- Opening Delimiter -

//! HTTP request handlers with OpenAPI documentation.

use std::sync::Arc;

use axum::{
    Json,
    extract::{Path, Query, State},
    http::{StatusCode, header},
    response::IntoResponse,
};
use serde::Deserialize;
use utoipa::{IntoParams, OpenApi};
use uuid::Uuid;
use validator::Validate;

use crate::app::AppState;
use crate::domain::{
    AmountRequest, AppError, Balance, ErrorDetail, ErrorResponse, HealthResponse, HealthStatus,
    Transaction, TransactionKind, TransactionReceipt, TransactionStatus, TransferFundsRequest,
    ValidationError,
};
use crate::infra::metrics;

use super::admin::{BreakerHealthResponse, BreakerStatesResponse};

/// OpenAPI documentation structure
#[derive(OpenApi)]
#[openapi(
    info(
        title = "Resilient Ledger API",
        version = "0.1.0",
        description = "Deposits, withdrawals and transfers guarded by circuit breakers, with durable event delivery",
        license(
            name = "MIT"
        )
    ),
    paths(
        open_account_handler,
        get_balance_handler,
        list_transactions_handler,
        deposit_handler,
        withdraw_handler,
        transfer_handler,
        health_check_handler,
        liveness_handler,
        readiness_handler,
        super::admin::circuit_breakers_handler,
        super::admin::circuit_breaker_health_handler,
    ),
    components(
        schemas(
            Balance,
            Transaction,
            TransactionKind,
            TransactionStatus,
            TransactionReceipt,
            AmountRequest,
            TransferFundsRequest,
            HealthResponse,
            HealthStatus,
            ErrorResponse,
            ErrorDetail,
            BreakerStatesResponse,
            BreakerHealthResponse,
        )
    ),
    tags(
        (name = "accounts", description = "Balances and ledger operations"),
        (name = "health", description = "Health check endpoints"),
        (name = "admin", description = "Operational diagnostics")
    )
)]
pub struct ApiDoc;

/// Query parameters for transaction history
#[derive(Debug, Deserialize, IntoParams)]
pub struct HistoryParams {
    /// Maximum number of transactions to return (1-500, default: 50)
    pub limit: Option<i64>,
}

fn validate_body<T: Validate>(body: &T) -> Result<(), AppError> {
    body.validate()
        .map_err(|e| AppError::Validation(ValidationError::Multiple(e.to_string())))
}

/// Open an account with a zero balance
///
/// Idempotent: an existing account is returned unchanged.
#[utoipa::path(
    post,
    path = "/accounts/{owner_id}",
    tag = "accounts",
    params(("owner_id" = Uuid, Path, description = "Account owner ID")),
    responses(
        (status = 200, description = "Account balance", body = Balance),
        (status = 503, description = "Balance store temporarily unavailable", body = ErrorResponse)
    )
)]
pub async fn open_account_handler(
    State(state): State<Arc<AppState>>,
    Path(owner_id): Path<Uuid>,
) -> Result<Json<Balance>, AppError> {
    let balance = state.service.open_account(owner_id).await?;
    Ok(Json(balance))
}

/// Current balance of an account
#[utoipa::path(
    get,
    path = "/accounts/{owner_id}/balance",
    tag = "accounts",
    params(("owner_id" = Uuid, Path, description = "Account owner ID")),
    responses(
        (status = 200, description = "Account balance", body = Balance),
        (status = 404, description = "Account not found", body = ErrorResponse),
        (status = 503, description = "Balance store temporarily unavailable", body = ErrorResponse)
    )
)]
pub async fn get_balance_handler(
    State(state): State<Arc<AppState>>,
    Path(owner_id): Path<Uuid>,
) -> Result<Json<Balance>, AppError> {
    let balance = state.service.balance(owner_id).await?;
    Ok(Json(balance))
}

/// Transactions involving an account, newest first
#[utoipa::path(
    get,
    path = "/accounts/{owner_id}/transactions",
    tag = "accounts",
    params(
        ("owner_id" = Uuid, Path, description = "Account owner ID"),
        HistoryParams
    ),
    responses(
        (status = 200, description = "Transaction history", body = Vec<Transaction>),
        (status = 500, description = "Internal server error", body = ErrorResponse)
    )
)]
pub async fn list_transactions_handler(
    State(state): State<Arc<AppState>>,
    Path(owner_id): Path<Uuid>,
    Query(params): Query<HistoryParams>,
) -> Result<Json<Vec<Transaction>>, AppError> {
    let history = state
        .service
        .transaction_history(owner_id, params.limit)
        .await?;
    Ok(Json(history))
}

/// Deposit funds into an account
#[utoipa::path(
    post,
    path = "/accounts/{owner_id}/deposit",
    tag = "accounts",
    params(("owner_id" = Uuid, Path, description = "Account owner ID")),
    request_body = AmountRequest,
    responses(
        (status = 200, description = "Deposit completed", body = TransactionReceipt),
        (status = 400, description = "Invalid amount", body = ErrorResponse),
        (status = 404, description = "Account not found", body = ErrorResponse),
        (status = 502, description = "Balance store failed", body = ErrorResponse),
        (status = 503, description = "Balance store temporarily unavailable", body = ErrorResponse)
    )
)]
pub async fn deposit_handler(
    State(state): State<Arc<AppState>>,
    Path(owner_id): Path<Uuid>,
    Json(payload): Json<AmountRequest>,
) -> Result<Json<TransactionReceipt>, AppError> {
    validate_body(&payload)?;
    let receipt = state.service.deposit(owner_id, payload.amount).await?;
    Ok(Json(receipt))
}

/// Withdraw funds from an account
#[utoipa::path(
    post,
    path = "/accounts/{owner_id}/withdraw",
    tag = "accounts",
    params(("owner_id" = Uuid, Path, description = "Account owner ID")),
    request_body = AmountRequest,
    responses(
        (status = 200, description = "Withdrawal completed", body = TransactionReceipt),
        (status = 400, description = "Invalid amount", body = ErrorResponse),
        (status = 404, description = "Account not found", body = ErrorResponse),
        (status = 422, description = "Insufficient balance", body = ErrorResponse),
        (status = 503, description = "Balance store temporarily unavailable", body = ErrorResponse)
    )
)]
pub async fn withdraw_handler(
    State(state): State<Arc<AppState>>,
    Path(owner_id): Path<Uuid>,
    Json(payload): Json<AmountRequest>,
) -> Result<Json<TransactionReceipt>, AppError> {
    validate_body(&payload)?;
    let receipt = state.service.withdraw(owner_id, payload.amount).await?;
    Ok(Json(receipt))
}

/// Transfer funds to another account
#[utoipa::path(
    post,
    path = "/accounts/{owner_id}/transfer",
    tag = "accounts",
    params(("owner_id" = Uuid, Path, description = "Source account owner ID")),
    request_body = TransferFundsRequest,
    responses(
        (status = 200, description = "Transfer completed", body = TransactionReceipt),
        (status = 400, description = "Invalid request", body = ErrorResponse),
        (status = 404, description = "Account not found", body = ErrorResponse),
        (status = 422, description = "Insufficient balance", body = ErrorResponse),
        (status = 503, description = "Balance store temporarily unavailable", body = ErrorResponse)
    )
)]
pub async fn transfer_handler(
    State(state): State<Arc<AppState>>,
    Path(owner_id): Path<Uuid>,
    Json(payload): Json<TransferFundsRequest>,
) -> Result<Json<TransactionReceipt>, AppError> {
    validate_body(&payload)?;
    let receipt = state
        .service
        .transfer(owner_id, payload.to_owner_id, payload.amount)
        .await?;
    Ok(Json(receipt))
}

/// Detailed health check
#[utoipa::path(
    get,
    path = "/health",
    tag = "health",
    responses(
        (status = 200, description = "Health status", body = HealthResponse)
    )
)]
pub async fn health_check_handler(State(state): State<Arc<AppState>>) -> Json<HealthResponse> {
    let health = state.service.health_check().await;
    Json(health)
}

/// Kubernetes liveness probe
#[utoipa::path(
    get,
    path = "/health/live",
    tag = "health",
    responses(
        (status = 200, description = "Application is alive")
    )
)]
pub async fn liveness_handler() -> StatusCode {
    StatusCode::OK
}

/// Kubernetes readiness probe
///
/// Open breakers degrade but do not fail readiness.
#[utoipa::path(
    get,
    path = "/health/ready",
    tag = "health",
    responses(
        (status = 200, description = "Application is ready to serve traffic"),
        (status = 503, description = "Application is not ready")
    )
)]
pub async fn readiness_handler(State(state): State<Arc<AppState>>) -> StatusCode {
    let health = state.service.health_check().await;
    match health.status {
        HealthStatus::Healthy | HealthStatus::Degraded => StatusCode::OK,
        HealthStatus::Unhealthy => StatusCode::SERVICE_UNAVAILABLE,
    }
}

/// Prometheus text exposition
pub async fn metrics_handler() -> impl IntoResponse {
    (
        [(header::CONTENT_TYPE, "text/plain; version=0.0.4")],
        metrics::gather(),
    )
}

- Closing Delimiter -

**PROBLEM REQUIREMENTS:**
Lines with the word "ready": how many appear in the data? State only the number.

**TASK OUTPUT:**
3